◆ Stored data entries ◆
=-=-=-=-=
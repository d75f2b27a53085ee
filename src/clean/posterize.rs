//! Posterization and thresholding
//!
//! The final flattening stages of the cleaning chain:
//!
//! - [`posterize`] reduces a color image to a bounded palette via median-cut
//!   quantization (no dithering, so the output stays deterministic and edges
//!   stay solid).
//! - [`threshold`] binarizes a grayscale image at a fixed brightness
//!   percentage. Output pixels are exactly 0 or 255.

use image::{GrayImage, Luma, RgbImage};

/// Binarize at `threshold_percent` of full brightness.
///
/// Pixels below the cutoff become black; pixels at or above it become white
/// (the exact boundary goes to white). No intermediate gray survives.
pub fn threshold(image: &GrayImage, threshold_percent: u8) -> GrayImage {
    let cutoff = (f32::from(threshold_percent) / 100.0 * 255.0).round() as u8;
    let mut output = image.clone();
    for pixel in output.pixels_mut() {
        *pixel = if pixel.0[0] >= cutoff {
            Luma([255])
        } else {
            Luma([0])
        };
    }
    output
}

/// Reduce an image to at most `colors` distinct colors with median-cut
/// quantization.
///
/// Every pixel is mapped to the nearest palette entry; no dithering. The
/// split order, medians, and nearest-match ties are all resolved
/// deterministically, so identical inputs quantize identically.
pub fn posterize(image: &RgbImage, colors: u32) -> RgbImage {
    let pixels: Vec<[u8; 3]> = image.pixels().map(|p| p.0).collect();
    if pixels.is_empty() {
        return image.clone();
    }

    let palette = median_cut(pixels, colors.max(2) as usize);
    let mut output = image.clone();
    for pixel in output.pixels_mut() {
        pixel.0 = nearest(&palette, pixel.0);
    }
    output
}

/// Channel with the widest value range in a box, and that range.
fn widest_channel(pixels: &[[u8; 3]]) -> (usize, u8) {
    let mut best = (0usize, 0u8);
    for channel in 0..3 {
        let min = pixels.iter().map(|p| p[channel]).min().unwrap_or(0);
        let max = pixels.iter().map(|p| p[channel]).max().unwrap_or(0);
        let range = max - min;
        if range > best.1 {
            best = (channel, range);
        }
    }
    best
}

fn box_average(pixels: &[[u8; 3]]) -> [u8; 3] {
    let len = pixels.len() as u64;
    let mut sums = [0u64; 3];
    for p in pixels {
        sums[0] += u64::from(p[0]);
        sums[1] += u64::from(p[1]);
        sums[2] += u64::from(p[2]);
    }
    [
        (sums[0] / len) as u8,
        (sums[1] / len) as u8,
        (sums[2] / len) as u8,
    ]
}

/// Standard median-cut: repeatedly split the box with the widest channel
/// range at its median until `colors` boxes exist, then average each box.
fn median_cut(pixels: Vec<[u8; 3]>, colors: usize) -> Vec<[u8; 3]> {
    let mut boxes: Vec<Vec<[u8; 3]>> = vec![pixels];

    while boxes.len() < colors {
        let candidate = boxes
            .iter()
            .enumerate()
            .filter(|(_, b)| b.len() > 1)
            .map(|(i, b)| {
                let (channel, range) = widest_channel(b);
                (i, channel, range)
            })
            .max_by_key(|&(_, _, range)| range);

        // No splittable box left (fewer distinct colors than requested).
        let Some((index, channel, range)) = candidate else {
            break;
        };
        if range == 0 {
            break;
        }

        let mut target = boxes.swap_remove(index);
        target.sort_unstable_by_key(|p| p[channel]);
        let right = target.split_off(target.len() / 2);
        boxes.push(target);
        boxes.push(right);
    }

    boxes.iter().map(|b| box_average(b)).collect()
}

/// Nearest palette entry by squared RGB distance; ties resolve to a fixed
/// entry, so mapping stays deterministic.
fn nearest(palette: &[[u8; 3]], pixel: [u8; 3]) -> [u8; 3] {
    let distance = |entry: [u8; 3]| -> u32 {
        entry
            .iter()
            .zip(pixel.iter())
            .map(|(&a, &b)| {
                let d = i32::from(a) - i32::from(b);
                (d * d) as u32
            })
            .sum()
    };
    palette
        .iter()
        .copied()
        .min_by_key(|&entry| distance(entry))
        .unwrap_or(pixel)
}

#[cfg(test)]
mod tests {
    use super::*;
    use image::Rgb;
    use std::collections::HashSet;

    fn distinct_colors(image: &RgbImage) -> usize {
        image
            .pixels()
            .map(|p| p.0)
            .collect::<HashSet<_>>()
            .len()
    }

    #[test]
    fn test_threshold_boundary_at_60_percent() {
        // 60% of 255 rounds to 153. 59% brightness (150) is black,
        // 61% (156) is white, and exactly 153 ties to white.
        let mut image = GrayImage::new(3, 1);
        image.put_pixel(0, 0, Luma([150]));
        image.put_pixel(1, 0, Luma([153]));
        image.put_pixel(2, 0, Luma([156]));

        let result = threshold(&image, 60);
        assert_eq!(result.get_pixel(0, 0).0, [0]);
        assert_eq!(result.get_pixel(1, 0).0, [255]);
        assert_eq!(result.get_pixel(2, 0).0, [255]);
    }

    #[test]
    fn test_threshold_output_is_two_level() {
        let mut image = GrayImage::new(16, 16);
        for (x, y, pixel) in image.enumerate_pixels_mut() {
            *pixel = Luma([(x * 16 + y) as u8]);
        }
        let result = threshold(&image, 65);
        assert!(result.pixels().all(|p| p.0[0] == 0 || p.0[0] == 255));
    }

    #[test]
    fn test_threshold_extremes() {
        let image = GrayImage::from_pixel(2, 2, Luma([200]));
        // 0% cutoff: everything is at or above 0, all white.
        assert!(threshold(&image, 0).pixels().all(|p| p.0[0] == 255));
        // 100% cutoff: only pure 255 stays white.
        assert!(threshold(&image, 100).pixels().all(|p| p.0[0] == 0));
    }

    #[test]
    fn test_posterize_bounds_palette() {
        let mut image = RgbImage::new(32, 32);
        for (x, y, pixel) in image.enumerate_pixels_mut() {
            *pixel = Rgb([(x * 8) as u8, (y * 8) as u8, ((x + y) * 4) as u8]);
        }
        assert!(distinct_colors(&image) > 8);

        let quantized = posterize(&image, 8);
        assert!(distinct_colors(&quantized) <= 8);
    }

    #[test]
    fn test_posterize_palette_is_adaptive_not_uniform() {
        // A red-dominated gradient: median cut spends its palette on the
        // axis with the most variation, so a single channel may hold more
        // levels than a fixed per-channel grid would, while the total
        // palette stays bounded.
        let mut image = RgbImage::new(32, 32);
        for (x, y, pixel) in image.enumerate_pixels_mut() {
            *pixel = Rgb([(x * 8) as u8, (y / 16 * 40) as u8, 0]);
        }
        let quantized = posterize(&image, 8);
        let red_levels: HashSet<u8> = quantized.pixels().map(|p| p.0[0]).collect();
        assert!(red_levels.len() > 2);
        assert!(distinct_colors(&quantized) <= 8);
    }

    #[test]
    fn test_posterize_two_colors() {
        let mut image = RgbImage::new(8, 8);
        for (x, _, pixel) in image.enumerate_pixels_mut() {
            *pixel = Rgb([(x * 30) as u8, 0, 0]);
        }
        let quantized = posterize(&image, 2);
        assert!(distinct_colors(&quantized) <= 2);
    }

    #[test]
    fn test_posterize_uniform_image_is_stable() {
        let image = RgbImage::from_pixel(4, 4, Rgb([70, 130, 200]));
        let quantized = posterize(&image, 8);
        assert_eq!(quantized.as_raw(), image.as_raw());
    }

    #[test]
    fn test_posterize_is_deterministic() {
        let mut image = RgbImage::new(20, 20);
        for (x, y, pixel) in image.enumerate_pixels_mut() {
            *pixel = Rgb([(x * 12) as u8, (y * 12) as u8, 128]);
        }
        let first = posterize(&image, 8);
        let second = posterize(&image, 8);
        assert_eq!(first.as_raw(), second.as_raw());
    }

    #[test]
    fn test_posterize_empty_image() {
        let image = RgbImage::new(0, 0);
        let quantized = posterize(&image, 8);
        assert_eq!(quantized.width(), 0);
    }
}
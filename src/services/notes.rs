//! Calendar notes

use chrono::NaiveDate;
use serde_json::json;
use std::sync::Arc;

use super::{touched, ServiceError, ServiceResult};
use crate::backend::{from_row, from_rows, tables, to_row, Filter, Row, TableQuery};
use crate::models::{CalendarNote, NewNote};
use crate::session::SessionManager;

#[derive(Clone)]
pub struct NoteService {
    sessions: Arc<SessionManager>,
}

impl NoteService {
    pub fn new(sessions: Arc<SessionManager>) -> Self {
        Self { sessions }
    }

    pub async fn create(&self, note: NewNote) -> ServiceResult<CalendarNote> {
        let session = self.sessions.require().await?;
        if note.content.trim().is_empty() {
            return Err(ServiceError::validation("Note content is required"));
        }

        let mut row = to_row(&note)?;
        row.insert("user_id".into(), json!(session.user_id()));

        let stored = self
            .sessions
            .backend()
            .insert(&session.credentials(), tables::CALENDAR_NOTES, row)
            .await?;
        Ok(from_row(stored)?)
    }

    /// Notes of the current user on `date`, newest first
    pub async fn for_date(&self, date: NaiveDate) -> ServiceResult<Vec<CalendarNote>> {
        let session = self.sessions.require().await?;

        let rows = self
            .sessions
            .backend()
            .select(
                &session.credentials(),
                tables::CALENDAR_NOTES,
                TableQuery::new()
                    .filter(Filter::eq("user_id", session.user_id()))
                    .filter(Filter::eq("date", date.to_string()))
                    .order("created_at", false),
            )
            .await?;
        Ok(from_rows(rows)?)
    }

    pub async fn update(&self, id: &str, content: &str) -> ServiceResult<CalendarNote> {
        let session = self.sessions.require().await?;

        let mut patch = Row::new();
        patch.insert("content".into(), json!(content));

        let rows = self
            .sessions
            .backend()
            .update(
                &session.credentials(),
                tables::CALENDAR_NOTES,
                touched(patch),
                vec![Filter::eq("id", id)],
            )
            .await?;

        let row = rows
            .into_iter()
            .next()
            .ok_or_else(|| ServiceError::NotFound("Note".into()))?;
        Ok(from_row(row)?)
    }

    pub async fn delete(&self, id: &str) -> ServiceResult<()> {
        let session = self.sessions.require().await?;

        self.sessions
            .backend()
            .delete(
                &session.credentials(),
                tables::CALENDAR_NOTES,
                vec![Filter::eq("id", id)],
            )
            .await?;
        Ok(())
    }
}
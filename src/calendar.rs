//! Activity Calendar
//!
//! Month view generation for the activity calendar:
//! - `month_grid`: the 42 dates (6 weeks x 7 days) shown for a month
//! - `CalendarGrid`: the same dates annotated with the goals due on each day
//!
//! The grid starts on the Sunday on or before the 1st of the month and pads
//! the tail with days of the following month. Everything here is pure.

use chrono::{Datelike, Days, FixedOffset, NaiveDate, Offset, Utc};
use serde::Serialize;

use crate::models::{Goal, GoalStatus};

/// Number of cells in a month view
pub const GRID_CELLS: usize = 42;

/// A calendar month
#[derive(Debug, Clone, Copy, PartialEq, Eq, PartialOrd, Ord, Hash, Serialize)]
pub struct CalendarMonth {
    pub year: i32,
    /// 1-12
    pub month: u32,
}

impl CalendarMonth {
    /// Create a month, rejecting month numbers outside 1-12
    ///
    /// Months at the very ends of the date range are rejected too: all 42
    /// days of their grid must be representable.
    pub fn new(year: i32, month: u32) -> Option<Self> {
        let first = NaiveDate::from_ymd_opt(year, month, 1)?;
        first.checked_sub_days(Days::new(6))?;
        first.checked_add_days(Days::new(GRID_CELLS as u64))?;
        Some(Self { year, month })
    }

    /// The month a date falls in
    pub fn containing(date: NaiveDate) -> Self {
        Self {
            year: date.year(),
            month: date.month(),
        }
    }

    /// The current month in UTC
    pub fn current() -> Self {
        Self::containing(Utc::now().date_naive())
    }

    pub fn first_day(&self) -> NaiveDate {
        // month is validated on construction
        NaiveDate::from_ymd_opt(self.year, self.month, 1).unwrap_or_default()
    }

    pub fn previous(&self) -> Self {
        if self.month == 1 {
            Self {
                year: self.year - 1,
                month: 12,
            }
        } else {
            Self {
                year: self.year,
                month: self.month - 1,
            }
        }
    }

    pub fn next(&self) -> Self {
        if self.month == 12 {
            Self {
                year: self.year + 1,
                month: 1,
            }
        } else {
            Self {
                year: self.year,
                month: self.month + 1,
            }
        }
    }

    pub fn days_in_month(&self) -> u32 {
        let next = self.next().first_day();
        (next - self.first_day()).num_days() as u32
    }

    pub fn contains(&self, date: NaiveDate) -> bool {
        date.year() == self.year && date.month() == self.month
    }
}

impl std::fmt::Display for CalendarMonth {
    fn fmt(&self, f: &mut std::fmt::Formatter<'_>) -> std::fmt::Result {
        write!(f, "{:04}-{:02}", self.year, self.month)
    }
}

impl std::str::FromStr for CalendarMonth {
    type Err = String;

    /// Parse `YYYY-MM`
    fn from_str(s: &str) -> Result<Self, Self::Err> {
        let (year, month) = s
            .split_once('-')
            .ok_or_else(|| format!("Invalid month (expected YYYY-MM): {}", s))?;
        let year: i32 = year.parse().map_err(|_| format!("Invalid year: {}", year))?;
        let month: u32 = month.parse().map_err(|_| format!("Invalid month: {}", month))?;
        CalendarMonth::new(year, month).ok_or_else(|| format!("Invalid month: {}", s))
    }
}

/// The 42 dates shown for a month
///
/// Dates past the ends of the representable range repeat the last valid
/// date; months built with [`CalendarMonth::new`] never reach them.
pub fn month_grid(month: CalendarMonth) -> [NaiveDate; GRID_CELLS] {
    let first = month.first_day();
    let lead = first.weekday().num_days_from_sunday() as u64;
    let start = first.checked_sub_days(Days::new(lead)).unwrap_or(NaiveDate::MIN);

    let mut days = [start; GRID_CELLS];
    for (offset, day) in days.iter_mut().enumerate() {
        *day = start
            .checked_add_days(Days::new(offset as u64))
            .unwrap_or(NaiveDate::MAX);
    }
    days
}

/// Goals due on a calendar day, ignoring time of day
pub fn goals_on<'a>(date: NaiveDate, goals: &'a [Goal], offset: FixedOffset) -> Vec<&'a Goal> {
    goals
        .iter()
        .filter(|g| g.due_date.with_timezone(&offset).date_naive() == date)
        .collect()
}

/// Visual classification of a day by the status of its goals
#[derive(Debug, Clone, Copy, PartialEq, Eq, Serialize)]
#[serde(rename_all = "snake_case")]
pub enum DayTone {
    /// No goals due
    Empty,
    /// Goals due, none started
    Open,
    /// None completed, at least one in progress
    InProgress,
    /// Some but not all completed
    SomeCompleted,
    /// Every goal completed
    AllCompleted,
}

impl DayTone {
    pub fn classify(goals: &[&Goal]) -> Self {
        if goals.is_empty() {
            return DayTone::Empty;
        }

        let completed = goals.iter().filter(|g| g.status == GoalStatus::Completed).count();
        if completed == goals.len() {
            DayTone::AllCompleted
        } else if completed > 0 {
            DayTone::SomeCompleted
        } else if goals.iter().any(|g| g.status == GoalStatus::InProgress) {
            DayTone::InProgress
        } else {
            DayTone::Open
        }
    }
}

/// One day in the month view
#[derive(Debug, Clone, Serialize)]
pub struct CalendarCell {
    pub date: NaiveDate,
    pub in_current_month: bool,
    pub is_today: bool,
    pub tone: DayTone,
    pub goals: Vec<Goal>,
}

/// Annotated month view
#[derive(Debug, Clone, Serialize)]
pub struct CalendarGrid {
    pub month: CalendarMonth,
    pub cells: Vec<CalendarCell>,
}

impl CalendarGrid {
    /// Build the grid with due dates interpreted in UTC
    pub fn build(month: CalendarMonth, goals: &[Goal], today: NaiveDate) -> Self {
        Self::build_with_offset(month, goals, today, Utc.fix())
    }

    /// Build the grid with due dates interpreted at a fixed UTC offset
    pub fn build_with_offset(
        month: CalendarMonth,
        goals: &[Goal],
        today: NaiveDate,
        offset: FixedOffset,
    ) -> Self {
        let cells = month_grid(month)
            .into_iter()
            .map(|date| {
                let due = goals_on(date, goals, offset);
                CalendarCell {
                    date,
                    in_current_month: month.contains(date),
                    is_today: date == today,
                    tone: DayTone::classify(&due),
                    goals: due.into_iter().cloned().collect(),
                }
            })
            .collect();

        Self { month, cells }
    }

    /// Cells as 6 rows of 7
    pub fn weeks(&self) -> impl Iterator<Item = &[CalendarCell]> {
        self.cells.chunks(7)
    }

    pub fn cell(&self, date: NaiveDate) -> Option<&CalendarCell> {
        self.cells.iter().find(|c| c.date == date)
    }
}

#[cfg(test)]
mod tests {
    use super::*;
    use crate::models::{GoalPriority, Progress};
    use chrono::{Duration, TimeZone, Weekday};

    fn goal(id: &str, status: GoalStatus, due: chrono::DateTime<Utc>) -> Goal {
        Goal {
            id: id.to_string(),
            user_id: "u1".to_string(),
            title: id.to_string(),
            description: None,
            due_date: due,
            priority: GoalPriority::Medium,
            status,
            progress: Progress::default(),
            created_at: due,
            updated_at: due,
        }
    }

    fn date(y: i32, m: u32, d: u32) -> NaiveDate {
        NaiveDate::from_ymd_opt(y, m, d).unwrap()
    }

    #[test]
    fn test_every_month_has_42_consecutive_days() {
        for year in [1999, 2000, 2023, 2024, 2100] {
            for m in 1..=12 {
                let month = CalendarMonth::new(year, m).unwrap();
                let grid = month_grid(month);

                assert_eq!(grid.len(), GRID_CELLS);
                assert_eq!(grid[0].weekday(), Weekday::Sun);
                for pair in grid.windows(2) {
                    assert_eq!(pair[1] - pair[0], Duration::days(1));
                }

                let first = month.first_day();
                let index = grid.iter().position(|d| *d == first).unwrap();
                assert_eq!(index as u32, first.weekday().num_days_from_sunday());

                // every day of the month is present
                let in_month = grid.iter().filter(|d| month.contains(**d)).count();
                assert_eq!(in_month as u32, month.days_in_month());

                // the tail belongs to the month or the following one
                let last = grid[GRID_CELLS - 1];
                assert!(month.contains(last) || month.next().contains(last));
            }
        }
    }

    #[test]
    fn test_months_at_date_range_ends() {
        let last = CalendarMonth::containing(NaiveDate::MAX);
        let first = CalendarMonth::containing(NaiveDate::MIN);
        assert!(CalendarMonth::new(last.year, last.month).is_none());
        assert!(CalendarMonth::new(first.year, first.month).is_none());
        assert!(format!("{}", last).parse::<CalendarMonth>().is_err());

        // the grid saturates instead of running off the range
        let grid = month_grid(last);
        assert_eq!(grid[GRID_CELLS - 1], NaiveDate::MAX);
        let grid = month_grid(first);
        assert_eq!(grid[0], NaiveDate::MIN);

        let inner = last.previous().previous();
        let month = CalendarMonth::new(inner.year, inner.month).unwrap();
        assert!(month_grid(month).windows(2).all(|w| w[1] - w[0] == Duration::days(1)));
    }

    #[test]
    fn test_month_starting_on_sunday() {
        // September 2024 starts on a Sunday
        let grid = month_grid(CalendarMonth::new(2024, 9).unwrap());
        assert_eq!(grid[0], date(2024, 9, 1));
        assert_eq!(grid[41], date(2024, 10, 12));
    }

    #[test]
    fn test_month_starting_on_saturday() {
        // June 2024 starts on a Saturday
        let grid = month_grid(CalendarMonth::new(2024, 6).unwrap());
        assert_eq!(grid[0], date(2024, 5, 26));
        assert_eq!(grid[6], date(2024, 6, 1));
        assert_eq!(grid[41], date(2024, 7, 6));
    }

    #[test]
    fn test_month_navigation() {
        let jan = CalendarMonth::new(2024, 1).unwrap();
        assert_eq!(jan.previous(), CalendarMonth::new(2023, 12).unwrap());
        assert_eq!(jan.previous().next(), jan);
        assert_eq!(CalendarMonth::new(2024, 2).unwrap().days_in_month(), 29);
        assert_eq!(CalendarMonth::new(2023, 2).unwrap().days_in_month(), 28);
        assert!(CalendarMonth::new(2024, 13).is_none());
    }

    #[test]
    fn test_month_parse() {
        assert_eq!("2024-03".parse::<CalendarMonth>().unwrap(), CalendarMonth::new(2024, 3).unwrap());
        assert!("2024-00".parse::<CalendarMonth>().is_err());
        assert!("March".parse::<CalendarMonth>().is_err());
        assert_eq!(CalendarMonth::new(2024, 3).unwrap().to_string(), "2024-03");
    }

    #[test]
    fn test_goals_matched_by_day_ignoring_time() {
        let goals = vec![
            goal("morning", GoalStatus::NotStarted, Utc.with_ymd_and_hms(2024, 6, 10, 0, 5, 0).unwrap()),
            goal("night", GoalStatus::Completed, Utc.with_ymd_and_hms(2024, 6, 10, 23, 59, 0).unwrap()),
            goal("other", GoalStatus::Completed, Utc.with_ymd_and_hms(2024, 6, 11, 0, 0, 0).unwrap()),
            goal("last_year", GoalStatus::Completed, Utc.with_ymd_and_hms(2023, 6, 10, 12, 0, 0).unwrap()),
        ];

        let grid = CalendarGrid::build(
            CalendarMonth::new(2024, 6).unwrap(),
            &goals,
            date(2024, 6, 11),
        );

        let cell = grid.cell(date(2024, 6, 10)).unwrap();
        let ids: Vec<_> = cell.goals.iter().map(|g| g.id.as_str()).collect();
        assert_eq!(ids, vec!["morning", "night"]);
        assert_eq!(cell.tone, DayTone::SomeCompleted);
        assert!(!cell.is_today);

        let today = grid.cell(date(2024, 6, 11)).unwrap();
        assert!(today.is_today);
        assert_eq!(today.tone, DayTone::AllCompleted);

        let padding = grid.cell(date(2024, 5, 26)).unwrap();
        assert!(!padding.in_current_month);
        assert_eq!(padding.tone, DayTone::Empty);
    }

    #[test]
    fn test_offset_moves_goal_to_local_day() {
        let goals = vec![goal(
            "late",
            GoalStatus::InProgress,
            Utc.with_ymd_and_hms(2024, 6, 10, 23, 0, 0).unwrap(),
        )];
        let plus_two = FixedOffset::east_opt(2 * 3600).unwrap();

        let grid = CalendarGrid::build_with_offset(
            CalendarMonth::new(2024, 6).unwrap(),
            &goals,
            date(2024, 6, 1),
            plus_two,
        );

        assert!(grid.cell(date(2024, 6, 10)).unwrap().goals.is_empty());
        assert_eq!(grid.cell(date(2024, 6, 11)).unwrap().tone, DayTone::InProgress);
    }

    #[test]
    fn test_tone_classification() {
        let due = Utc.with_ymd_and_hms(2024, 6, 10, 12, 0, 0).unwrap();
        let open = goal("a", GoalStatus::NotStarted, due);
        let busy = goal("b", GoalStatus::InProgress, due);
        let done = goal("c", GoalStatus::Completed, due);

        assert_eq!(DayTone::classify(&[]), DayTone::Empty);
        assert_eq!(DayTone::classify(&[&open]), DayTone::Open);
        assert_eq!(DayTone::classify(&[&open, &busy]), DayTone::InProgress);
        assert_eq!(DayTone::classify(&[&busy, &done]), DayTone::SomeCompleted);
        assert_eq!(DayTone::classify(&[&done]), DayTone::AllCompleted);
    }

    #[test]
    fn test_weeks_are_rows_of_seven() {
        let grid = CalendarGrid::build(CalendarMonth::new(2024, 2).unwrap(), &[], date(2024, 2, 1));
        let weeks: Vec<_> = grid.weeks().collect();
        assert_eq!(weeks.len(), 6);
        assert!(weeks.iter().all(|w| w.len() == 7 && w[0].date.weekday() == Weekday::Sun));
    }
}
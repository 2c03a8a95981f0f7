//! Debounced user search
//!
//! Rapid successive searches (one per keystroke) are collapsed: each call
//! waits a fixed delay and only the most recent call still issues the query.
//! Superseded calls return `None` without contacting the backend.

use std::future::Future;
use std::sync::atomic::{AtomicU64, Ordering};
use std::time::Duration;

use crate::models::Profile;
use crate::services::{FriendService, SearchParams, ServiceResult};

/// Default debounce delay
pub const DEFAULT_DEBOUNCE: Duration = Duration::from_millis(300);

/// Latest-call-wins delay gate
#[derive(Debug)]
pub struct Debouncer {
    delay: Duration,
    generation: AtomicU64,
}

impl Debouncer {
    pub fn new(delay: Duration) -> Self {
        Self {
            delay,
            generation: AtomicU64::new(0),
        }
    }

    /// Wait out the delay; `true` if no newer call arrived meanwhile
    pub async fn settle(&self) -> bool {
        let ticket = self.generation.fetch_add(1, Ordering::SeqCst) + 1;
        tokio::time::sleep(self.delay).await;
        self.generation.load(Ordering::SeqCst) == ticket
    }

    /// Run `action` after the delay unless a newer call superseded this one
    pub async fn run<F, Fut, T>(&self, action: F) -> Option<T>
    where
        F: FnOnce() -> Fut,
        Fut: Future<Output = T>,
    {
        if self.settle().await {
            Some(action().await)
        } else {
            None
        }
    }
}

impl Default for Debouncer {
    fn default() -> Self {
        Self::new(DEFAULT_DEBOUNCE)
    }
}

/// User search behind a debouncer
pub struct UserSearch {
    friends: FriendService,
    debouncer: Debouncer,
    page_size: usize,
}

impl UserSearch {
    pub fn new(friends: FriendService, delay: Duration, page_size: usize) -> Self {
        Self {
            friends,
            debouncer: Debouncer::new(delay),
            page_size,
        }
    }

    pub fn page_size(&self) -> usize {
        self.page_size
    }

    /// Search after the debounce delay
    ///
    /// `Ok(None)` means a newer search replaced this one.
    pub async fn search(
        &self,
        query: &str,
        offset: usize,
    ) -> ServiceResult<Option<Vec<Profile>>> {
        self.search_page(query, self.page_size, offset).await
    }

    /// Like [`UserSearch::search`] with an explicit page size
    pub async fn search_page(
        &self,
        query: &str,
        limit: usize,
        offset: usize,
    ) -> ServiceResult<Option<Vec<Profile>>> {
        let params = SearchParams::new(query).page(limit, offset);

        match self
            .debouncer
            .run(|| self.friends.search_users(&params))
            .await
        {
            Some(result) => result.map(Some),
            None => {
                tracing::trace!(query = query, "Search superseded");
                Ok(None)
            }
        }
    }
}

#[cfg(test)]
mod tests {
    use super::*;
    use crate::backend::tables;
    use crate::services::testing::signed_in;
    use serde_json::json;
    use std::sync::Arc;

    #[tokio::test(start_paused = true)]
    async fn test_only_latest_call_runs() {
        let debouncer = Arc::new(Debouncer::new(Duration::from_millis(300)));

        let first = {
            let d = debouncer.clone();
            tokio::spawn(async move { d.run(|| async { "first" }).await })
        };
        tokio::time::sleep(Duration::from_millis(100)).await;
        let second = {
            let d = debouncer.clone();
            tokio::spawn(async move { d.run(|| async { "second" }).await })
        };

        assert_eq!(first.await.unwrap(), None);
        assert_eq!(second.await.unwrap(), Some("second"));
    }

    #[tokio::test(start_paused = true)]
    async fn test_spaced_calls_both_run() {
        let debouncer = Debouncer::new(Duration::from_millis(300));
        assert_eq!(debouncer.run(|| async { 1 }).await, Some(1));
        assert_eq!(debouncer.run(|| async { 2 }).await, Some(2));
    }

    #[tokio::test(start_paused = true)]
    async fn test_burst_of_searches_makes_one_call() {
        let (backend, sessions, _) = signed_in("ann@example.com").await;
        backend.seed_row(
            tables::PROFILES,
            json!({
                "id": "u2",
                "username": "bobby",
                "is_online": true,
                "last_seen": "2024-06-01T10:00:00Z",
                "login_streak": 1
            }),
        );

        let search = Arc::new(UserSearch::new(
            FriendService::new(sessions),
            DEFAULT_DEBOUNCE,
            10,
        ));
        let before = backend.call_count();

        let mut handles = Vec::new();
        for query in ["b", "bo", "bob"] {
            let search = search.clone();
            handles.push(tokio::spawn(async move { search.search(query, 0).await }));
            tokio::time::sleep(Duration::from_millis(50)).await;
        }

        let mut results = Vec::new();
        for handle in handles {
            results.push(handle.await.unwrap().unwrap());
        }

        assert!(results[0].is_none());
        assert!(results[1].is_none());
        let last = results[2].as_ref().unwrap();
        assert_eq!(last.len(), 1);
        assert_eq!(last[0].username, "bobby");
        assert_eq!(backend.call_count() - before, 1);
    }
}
=-=-=-=-=
◆ What is expected ◆
Report how many lines in this data include the string "starts", and nothing else.

◆ Solution for this task ◆
3